Jesus would NEVER abandon his church. The Church was NEVER and has NEVER BEEN in Apostasy!
 
Well at least now I have finally understood where the words “in persona Christi” come from in you’all’s beliefs.
Just wanted to point out correct spelling is “y’all” and plural is “all y’all” while “y’all” is singular, though often misused by those not properly schooled in the delicate intricacies of acceptable grammar in southern slang.
:tiphat:Just thought a moment of levity in order.
 
Just wanted to point out correct spelling is “y’all” and plural is “all y’all” while “y’all” is singular, though often misused by those not properly schooled in the delicate intricacies of acceptable grammar in southern slang.
:tiphat:Just thought a moment of levity in order.
I thought “y’all” was like “yoos guys”.
 
No, I am saying just the opposite. I am saying that they specifically disobeyed God’s command not to eat of the Tree. In the last paragraph I was simply stating what I believe to be the Mormon position, that being that Adam and Eve really did nothing wrong, they were just seeking knowledge. You need to re-read my post. Sorry if I was unclear. You’re a little to quick to laugh.
The Mormon Church does NOT believe in original sin. They also believe “Heavenly Father” has a body of bones because he was once a man. When a Mormon uses the word “scripture” it is not necessarily a synonym for “the Bible”. Mormon scripture consists of The Book of Mormon, The Pearl of Great Price, The Doctrine and Covenants and fourth, the Bible. A lot of what they believe about Adam and Eve comes from The Pearl of Great Price which Joseph Smith claimed to have translated from a papyrus. That papyrus happens to be about preparing the dead. I was Mormon for seven years. They don’t believe in The Triune God, nor that Jesus is the Incarnate Second Person of the Trinity, therefore God. They use the same words a lot, but the words have different definitions. I know. I even went through the Temple. It’s actually pretty much a sham.
 
Mormons aren’t Protestants. Give the Protestants some credit—THEY believe the Nicene creed. If you were baptized in a Protestant Church, you don’t need to be re-baptized to join the Catholic Church. My husband was only baptized in the Mormon church, so he had to be baptized when he became Catholic.

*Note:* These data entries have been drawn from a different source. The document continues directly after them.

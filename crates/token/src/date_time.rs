//! UTC date and time for token issued times.
//!
//! Issued times travel as RFC 3339 strings with second
//! precision and a `Z` offset, for example `2024-05-01T09:30:00Z`.

use crate::Result;
use std::fmt;
use time::{format_description::well_known::Rfc3339, Duration, OffsetDateTime};

/// Date and time in UTC.
#[derive(Debug, Clone, Copy, Ord, PartialOrd, Eq, PartialEq, Hash)]
pub struct UtcDateTime(OffsetDateTime);

impl UtcDateTime {
    /// Create a UTC date time for now truncated to the second.
    pub fn now() -> Result<Self> {
        Ok(Self(OffsetDateTime::now_utc().replace_nanosecond(0)?))
    }

    /// Parse as RFC3339 and normalize to UTC.
    pub fn parse_rfc3339(value: &str) -> Result<Self> {
        let datetime = OffsetDateTime::parse(value, &Rfc3339)?;
        Ok(Self(datetime.to_offset(time::UtcOffset::UTC)))
    }

    /// Convert this date and time to a RFC3339 formatted string.
    pub fn to_rfc3339(&self) -> Result<String> {
        Ok(self.0.format(&Rfc3339)?)
    }

    /// Unix timestamp in seconds.
    pub fn unix_timestamp(&self) -> i64 {
        self.0.unix_timestamp()
    }

    /// Determine if this time is older than `max_age_seconds`
    /// relative to `now`.
    ///
    /// An age that reaches outside the representable range
    /// never makes a time stale.
    pub fn is_older_than(&self, max_age_seconds: i64, now: &Self) -> bool {
        match now.0.checked_sub(Duration::seconds(max_age_seconds)) {
            Some(oldest) => self.0 < oldest,
            None => false,
        }
    }
}

impl fmt::Display for UtcDateTime {
    fn fmt(&self, f: &mut fmt::Formatter<'_>) -> fmt::Result {
        match self.to_rfc3339() {
            Ok(value) => write!(f, "{}", value),
            Err(_) => write!(f, "{}", self.0),
        }
    }
}

impl TryFrom<OffsetDateTime> for UtcDateTime {
    type Error = crate::Error;

    fn try_from(value: OffsetDateTime) -> Result<Self> {
        Ok(Self(
            value.to_offset(time::UtcOffset::UTC).replace_nanosecond(0)?,
        ))
    }
}

impl From<UtcDateTime> for OffsetDateTime {
    fn from(value: UtcDateTime) -> Self {
        value.0
    }
}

Don’t misunderstand me. I’ve known a lot of wonderful people who are Mormons and they have good fruit. [My best friend is a devout Mormon and each of us would give our lives for the other] It’s the LDS Church that I believe is wrong. Very wrong. It was after we had lived in Utah that I left the LDS Church and joyfully re-swam the Tiber.

Attend a Mormon Sacrament Meeting on the first Sunday of the month, Fast and Testimony Sunday. You’ll hear: “I know this Church is true” and “I know Joseph Smith is/was a prophet.” Don’t expect to hear the Name of Jesus. It’s just on the building.
 
Mormons aren’t Protestants. Give the Protestants some credit—THEY believe the Nicene creed. If you were baptized in a Protestant Church, you don’t need to be re-baptized to join the Catholic Church. My husband was only baptized in the Mormon church, so he had to be baptized when he became Catholic.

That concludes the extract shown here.